De door Google ontwikkelde Spectre-tegenmaatregel Retpoline weet het prestatieverlies terug te dringen tot verwaarloosbare impact. Deze softwaregebaseerde fix is geen definitieve oplossing maar vormt een beperking (mitigation) tegen variant twee van Spectre. Retpoline is een samentrekking van return trampoline en zorgt ervoor dat speculatieve code-uitvoering eindeloos heen en weer springt.

Hierdoor is de daarin opgenomen data niet uit te lezen door andere processen die draaien op het systeem. Deze effectieve oplossing wordt dus echter ‘gebroken’ door Intels architecturale aanpassingen die bijna op de markt zijn, schrijven de ontwerpers van SafeSpec. Zij hebben dit begrepen uit gesprekken met Intel-ingenieurs.

Leeftijd en compatibiliteit

AG Connect heeft vragen hierover uitgezet bij Intel, die echter nog moet terugkomen op vragen over Spectre/Meltdown die AG Connect in januari en februari heeft ingediend. De processorproducent heeft toen doorverwezen naar zijn pr-bureau wat AG Connect heeft laten weten dat de informatieverzoeken “zijn gedeeld met de juiste mensen bij Intel”.

Het is dus nog onbekend hoe ver Intel met zijn firmwarefixes teruggaat - of van plan is terug te gaan - wat leeftijd van zijn processors betreft. In eerste instantie bleek de patchgrens op vijf jaar te zijn gezet door Intel. Dit terwijl de kwetsbaarheden schuilen in processorontwerp dat al ruim twintig jaar als basis dient. Ook is het vooralsnog onbekend of de aankomende herziene processors compatibel zijn met huidige CPU-sockets op moederborden.

‘Dit jaar nog’

Intels pr-bureau heeft AG Connect nu opnieuw de toezegging gedaan intern navraag te doen en met een antwoord te komen. “Excuses voor de vertraging in het reageren”, begint de pr-functionaris de reply nu. “Dank voor het geduld in de tussentijd.” De computerindustrie en ICT-gebruikende organisaties wachten ondertussen ook nog af. Intel heeft eerder verklaard dat zijn herziene processors “dit jaar nog” op de markt komen.
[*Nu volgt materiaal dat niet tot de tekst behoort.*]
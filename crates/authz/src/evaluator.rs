//! Capability evaluator: turns an effective authority into allow/deny.
//!
//! Decisions are values, never errors. Even a malformed resource or action
//! string coming from the presentation layer yields a deny with a reason code,
//! not a panic or an `Err`.

use serde::{Deserialize, Serialize};

use shopfloor_core::ShopId;
use shopfloor_shops::ShopDirectory;

use crate::matrix::{Action, PermissionMatrix, Resource};
use crate::resolver::{EffectiveAuthority, NoAccessCause, resolve_effective_role};
use crate::user::User;

/// Reason code attached to every decision, for UI messaging.
#[derive(Debug, Clone, Copy, PartialEq, Eq, Serialize, Deserialize)]
#[serde(rename_all = "kebab-case")]
pub enum DecisionReason {
    /// Root-admin or shop-owner override.
    Override,
    MatrixAllow,
    MatrixDeny,
    Blocked,
    NoMembership,
    ShopNotActive,
    UnknownResource,
    UnknownAction,
}

impl DecisionReason {
    /// Human-readable message for the presentation layer.
    pub fn message(&self) -> &'static str {
        match self {
            DecisionReason::Override => "granted by override",
            DecisionReason::MatrixAllow => "granted by role permissions",
            DecisionReason::MatrixDeny => "your role does not permit this",
            DecisionReason::Blocked => "account blocked",
            DecisionReason::NoMembership => "no access to this shop, contact your admin",
            DecisionReason::ShopNotActive => "this shop is not active",
            DecisionReason::UnknownResource => "unknown resource",
            DecisionReason::UnknownAction => "unknown action",
        }
    }
}

impl core::fmt::Display for DecisionReason {
    fn fmt(&self, f: &mut core::fmt::Formatter<'_>) -> core::fmt::Result {
        let tag = match self {
            DecisionReason::Override => "override",
            DecisionReason::MatrixAllow => "matrix-allow",
            DecisionReason::MatrixDeny => "matrix-deny",
            DecisionReason::Blocked => "blocked",
            DecisionReason::NoMembership => "no-membership",
            DecisionReason::ShopNotActive => "shop-not-active",
            DecisionReason::UnknownResource => "unknown-resource",
            DecisionReason::UnknownAction => "unknown-action",
        };
        f.write_str(tag)
    }
}

/// Outcome of a capability check.
#[derive(Debug, Clone, Copy, PartialEq, Eq, Serialize, Deserialize)]
pub struct Decision {
    pub allowed: bool,
    pub reason: DecisionReason,
}

impl Decision {
    pub const fn allow(reason: DecisionReason) -> Self {
        Self { allowed: true, reason }
    }

    pub const fn deny(reason: DecisionReason) -> Self {
        Self { allowed: false, reason }
    }

    pub fn reason_message(&self) -> &'static str {
        self.reason.message()
    }
}

/// The decision engine: injected matrix + shop directory.
///
/// Pure and side-effect-free on the decision path; safe to share across any
/// number of concurrent readers.
#[derive(Debug, Clone)]
pub struct CapabilityEvaluator<D> {
    matrix: PermissionMatrix,
    shops: D,
}

impl<D: ShopDirectory> CapabilityEvaluator<D> {
    pub fn new(matrix: PermissionMatrix, shops: D) -> Self {
        Self { matrix, shops }
    }

    pub fn matrix(&self) -> &PermissionMatrix {
        &self.matrix
    }

    pub fn shops(&self) -> &D {
        &self.shops
    }

    /// Effective authority for `user` targeting `target_shop`.
    pub fn resolve(&self, user: &User, target_shop: Option<ShopId>) -> EffectiveAuthority {
        resolve_effective_role(user, target_shop, &self.shops)
    }

    /// Decide whether `user` may perform `action` on `resource` within
    /// `target_shop` (or in the legacy shop-less context when `None`).
    pub fn can(
        &self,
        user: &User,
        target_shop: Option<ShopId>,
        resource: Resource,
        action: Action,
    ) -> Decision {
        let authority = self.resolve(user, target_shop);
        let decision = match authority {
            EffectiveAuthority::RootAdminOverride
            | EffectiveAuthority::ShopOwnerOverride(_) => {
                Decision::allow(DecisionReason::Override)
            }
            EffectiveAuthority::InactiveShopOwner(_) => {
                // Metadata read only while the shop is not active.
                if resource == Resource::Settings && action == Action::Read {
                    Decision::allow(DecisionReason::Override)
                } else {
                    Decision::deny(DecisionReason::ShopNotActive)
                }
            }
            EffectiveAuthority::ShopRole(role, _)
            | EffectiveAuthority::LegacyGlobalRole(role) => {
                if self.matrix.allows(role, resource, action) {
                    Decision::allow(DecisionReason::MatrixAllow)
                } else {
                    Decision::deny(DecisionReason::MatrixDeny)
                }
            }
            EffectiveAuthority::NoAccess(cause) => Decision::deny(match cause {
                NoAccessCause::Blocked => DecisionReason::Blocked,
                NoAccessCause::NoMembership => DecisionReason::NoMembership,
                NoAccessCause::ShopNotActive => DecisionReason::ShopNotActive,
            }),
        };

        tracing::debug!(
            user = %user.uid,
            shop = ?target_shop,
            resource = %resource,
            action = %action,
            allowed = decision.allowed,
            reason = %decision.reason,
            "capability check"
        );
        decision
    }

    /// String-typed entry point for presentation callers.
    ///
    /// Malformed identifiers deny with `unknown-resource` / `unknown-action`;
    /// they never throw.
    pub fn can_named(
        &self,
        user: &User,
        target_shop: Option<ShopId>,
        resource: &str,
        action: &str,
    ) -> Decision {
        let Ok(resource) = resource.parse::<Resource>() else {
            return Decision::deny(DecisionReason::UnknownResource);
        };
        let Ok(action) = action.parse::<Action>() else {
            return Decision::deny(DecisionReason::UnknownAction);
        };
        self.can(user, target_shop, resource, action)
    }
}
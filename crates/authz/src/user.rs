//! User record as seen by the authorization engine.
//!
//! The record is supplied by the identity/session collaborator; the engine
//! never fetches or caches it. `blocked` and `is_root_admin` are owned by
//! identity management and read-only here.

use serde::{Deserialize, Serialize};

use shopfloor_core::{ShopId, UserId};

use crate::assignment::ShopAssignment;
use crate::role::Role;

/// An authorization subject.
#[derive(Debug, Clone, PartialEq, Eq, Serialize, Deserialize)]
pub struct User {
    pub uid: UserId,

    /// Legacy pre-multi-tenant global role, retained for backward
    /// compatibility. Only consulted when a request carries no shop context.
    pub global_role: Option<Role>,

    /// System-wide bypass (global settings, brand/category management, role
    /// management).
    pub is_root_admin: bool,

    /// Shop memberships, ordered by assignment history. Order carries no
    /// authority.
    pub assigned_shops: Vec<ShopAssignment>,

    /// The session's active tenant context. A UI-level default only — never
    /// an authorization input by itself.
    pub current_shop: Option<ShopId>,

    /// When set, every request is denied, including for root admins.
    pub blocked: bool,
}

impl User {
    pub fn new(uid: UserId) -> Self {
        Self {
            uid,
            global_role: None,
            is_root_admin: false,
            assigned_shops: Vec::new(),
            current_shop: None,
            blocked: false,
        }
    }

    pub fn assignment_for(&self, shop_id: ShopId) -> Option<&ShopAssignment> {
        self.assigned_shops.iter().find(|a| a.shop_id == shop_id)
    }

    pub(crate) fn assignment_for_mut(&mut self, shop_id: ShopId) -> Option<&mut ShopAssignment> {
        self.assigned_shops.iter_mut().find(|a| a.shop_id == shop_id)
    }

    /// The assignment holding ownership of `shop_id`, if this user has it.
    pub fn owned_assignment_for(&self, shop_id: ShopId) -> Option<&ShopAssignment> {
        self.assignment_for(shop_id).filter(|a| a.is_owner)
    }
}
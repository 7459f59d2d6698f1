use std::time::Duration;

use async_trait::async_trait;
use tokio::net::TcpStream;

use crate::catalog::TcpTarget;

/// Active HTTP/TCP checks. Failures come back as plain values; a service
/// that does not answer yet is routine, not exceptional.
#[async_trait]
pub trait Probe: Send + Sync {
    /// Status code of a GET against `url`
    async fn http_status(&self, url: &str, timeout: Duration) -> Result<u16, String>;

    /// Succeeds if a TCP connection can be opened within `timeout`
    async fn tcp_connect(&self, target: &TcpTarget, timeout: Duration) -> Result<(), String>;
}

/// Per-kind probe deadlines
#[derive(Clone, Copy, Debug)]
pub struct ProbeTimeouts {
    pub http: Duration,
    pub tcp: Duration,
}

impl Default for ProbeTimeouts {
    fn default() -> Self {
        Self {
            http: Duration::from_millis(800),
            tcp: Duration::from_millis(300),
        }
    }
}

/// Probes real endpoints over the network
pub struct NetProbe {
    client: reqwest::Client,
}

impl NetProbe {
    pub fn new() -> Self {
        Self {
            client: reqwest::Client::new(),
        }
    }
}

impl Default for NetProbe {
    fn default() -> Self {
        Self::new()
    }
}

#[async_trait]
impl Probe for NetProbe {
    async fn http_status(&self, url: &str, timeout: Duration) -> Result<u16, String> {
        let request = self.client.get(url).timeout(timeout).send();
        match tokio::time::timeout(timeout, request).await {
            Ok(Ok(resp)) => Ok(resp.status().as_u16()),
            Ok(Err(e)) if e.is_timeout() => Err("timeout".into()),
            Ok(Err(e)) if e.is_connect() => Err("connection refused".into()),
            Ok(Err(e)) => Err(e.to_string()),
            Err(_) => Err("timeout".into()),
        }
    }

    async fn tcp_connect(&self, target: &TcpTarget, timeout: Duration) -> Result<(), String> {
        let addr = (target.host.as_str(), target.port);
        match tokio::time::timeout(timeout, TcpStream::connect(addr)).await {
            Ok(Ok(_)) => Ok(()),
            Ok(Err(e)) => Err(e.to_string()),
            Err(_) => Err("connection timeout".into()),
        }
    }
}
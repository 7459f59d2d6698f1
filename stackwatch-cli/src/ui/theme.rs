//! UI Theme Module - Consistent color palette and style helpers
//!
//! Palette tokens instead of hard-coded colors, plus helpers mapping
//! container state, health and readiness to styles and icons.

use ratatui::style::{Color, Modifier, Style};

use stackwatch_core::readiness::ReadinessResult;
use stackwatch_core::snapshot::{HealthFlag, LifecycleState, ServiceSnapshot};

/// Color palette tokens for the theme
#[derive(Clone, Debug)]
pub struct Palette {
    /// Panel border color
    pub panel_border: Color,
    /// Primary text color
    pub text: Color,
    /// Dimmed text (secondary info)
    pub text_dim: Color,
    /// Muted text (tertiary info, disabled)
    pub text_muted: Color,
    /// Accent color (highlights, focus)
    pub accent: Color,
    /// Success state (running, ready)
    pub success: Color,
    /// Warning state (starting, restarting)
    pub warn: Color,
    /// Error state (dead, unhealthy, failed exit)
    pub error: Color,
    /// Selection background
    pub selection_bg: Color,
    /// Selection foreground
    pub selection_fg: Color,
    /// Key hint text
    pub key_hint: Color,
}

impl Default for Palette {
    fn default() -> Self {
        Self::dark()
    }
}

impl Palette {
    /// VS Code-esque dark theme
    pub fn dark() -> Self {
        Self {
            panel_border: Color::Rgb(60, 60, 60),
            text: Color::Rgb(212, 212, 212),
            text_dim: Color::Rgb(150, 150, 150),
            text_muted: Color::Rgb(100, 100, 100),
            accent: Color::Rgb(79, 193, 255), // Light blue
            success: Color::Rgb(78, 201, 176),     // Teal green
            warn: Color::Rgb(220, 180, 100),       // Amber
            error: Color::Rgb(244, 135, 113),      // Coral red
            selection_bg: Color::Rgb(38, 79, 120), // Dark blue
            selection_fg: Color::White,
            key_hint: Color::Rgb(206, 145, 120), // Soft orange
        }
    }
}

#[derive(Clone, Debug, Default)]
pub struct Theme {
    pub palette: Palette,
}

impl Theme {
    /// Style for container lifecycle state
    pub fn state_style(&self, snapshot: Option<&ServiceSnapshot>) -> Style {
        let Some(snapshot) = snapshot else {
            return Style::default().fg(self.palette.text_muted);
        };
        let color = match snapshot.state {
            LifecycleState::Running => self.palette.success,
            LifecycleState::Created | LifecycleState::Restarting => self.palette.warn,
            LifecycleState::Exited if snapshot.exit_code.is_none_or(|c| c == 0) => {
                self.palette.text_dim
            }
            LifecycleState::Exited | LifecycleState::Dead | LifecycleState::Removing => {
                self.palette.error
            }
            LifecycleState::Paused | LifecycleState::Unknown => self.palette.text_muted,
        };
        Style::default().fg(color)
    }

    /// Icon for container lifecycle state
    pub fn state_icon(&self, snapshot: Option<&ServiceSnapshot>) -> &'static str {
        let Some(snapshot) = snapshot else {
            return "○";
        };
        match snapshot.state {
            LifecycleState::Running => "●",
            LifecycleState::Created => "◐",
            LifecycleState::Restarting => "⟲",
            LifecycleState::Exited if snapshot.exit_code.is_none_or(|c| c == 0) => "◌",
            LifecycleState::Exited | LifecycleState::Dead | LifecycleState::Removing => "✗",
            LifecycleState::Paused => "‖",
            LifecycleState::Unknown => "?",
        }
    }

    /// Style for Docker healthcheck results
    pub fn health_style(&self, health: Option<HealthFlag>) -> Style {
        let color = match health {
            Some(HealthFlag::Healthy) => self.palette.success,
            Some(HealthFlag::Starting) => self.palette.warn,
            Some(HealthFlag::Unhealthy) => self.palette.error,
            None => self.palette.text_muted,
        };
        Style::default().fg(color)
    }

    pub fn readiness_style(&self, readiness: Option<&ReadinessResult>) -> Style {
        match readiness {
            Some(r) if r.ready => Style::default().fg(self.palette.success),
            Some(_) => Style::default().fg(self.palette.warn),
            None => Style::default().fg(self.palette.text_muted),
        }
    }

    pub fn readiness_label(&self, readiness: Option<&ReadinessResult>) -> &'static str {
        match readiness {
            Some(r) if r.ready => "✓ ready",
            Some(_) => "… waiting",
            None => "  -",
        }
    }

    /// Style for key hints in footer
    pub fn key_hint_style(&self) -> Style {
        Style::default().fg(self.palette.key_hint)
    }

    /// Style for subtle borders
    pub fn subtle_border_style(&self) -> Style {
        Style::default().fg(self.palette.panel_border)
    }

    /// Style for focused borders
    pub fn focused_border_style(&self) -> Style {
        Style::default().fg(self.palette.accent)
    }

    /// Style for selected items
    pub fn selection_style(&self) -> Style {
        Style::default()
            .bg(self.palette.selection_bg)
            .fg(self.palette.selection_fg)
            .add_modifier(Modifier::BOLD)
    }

    pub fn text_style(&self) -> Style {
        Style::default().fg(self.palette.text)
    }

    pub fn text_dim_style(&self) -> Style {
        Style::default().fg(self.palette.text_dim)
    }

    pub fn text_muted_style(&self) -> Style {
        Style::default().fg(self.palette.text_muted)
    }

    pub fn warn_style(&self) -> Style {
        Style::default().fg(self.palette.warn)
    }

    pub fn error_style(&self) -> Style {
        Style::default().fg(self.palette.error)
    }

    /// Style for title text
    pub fn title_style(&self) -> Style {
        Style::default()
            .fg(self.palette.text)
            .add_modifier(Modifier::BOLD)
    }

    /// Style for section headers
    pub fn section_header_style(&self) -> Style {
        Style::default()
            .fg(self.palette.accent)
            .add_modifier(Modifier::BOLD)
    }
}
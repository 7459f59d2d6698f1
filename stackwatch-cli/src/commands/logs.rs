use std::process::ExitCode;

use anyhow::Context;

use stackwatch_core::runtime::StackRuntime;

use super::{BOLD, RESET};

pub async fn run(
    runtime: &dyn StackRuntime,
    service: Option<&str>,
    tail: usize,
) -> anyhow::Result<ExitCode> {
    let target = service.unwrap_or("all services");
    println!("{BOLD}Streaming logs for {target}{RESET} - press Ctrl+C to stop\n");

    tokio::select! {
        result = runtime.follow_logs(service, tail) => {
            result.with_context(|| format!("could not stream logs for {target}"))?;
        }
        _ = tokio::signal::ctrl_c() => {
            println!();
        }
    }
    Ok(ExitCode::SUCCESS)
}
pub mod theme;

pub use theme::Theme;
Ondertussen belooft SafeSpec niet alleen grotendeels bescherming tegen Spectre, Meltdown en soortgelijke side-channel aanvallen. Het nieuwe ontwerp voor lekkagebestendige processors zou een minimale overhead hebben en dus ook het prestatieniveau van CPU’s ‘beschermen’. Dit verklaart informaticaprofessor Nael Abu-Ghazaleh die mede-auteur is van de paper, in een interview met The Register. Het is echter niet bekend of en wanneer Intel dit design omarmt voor zijn processors.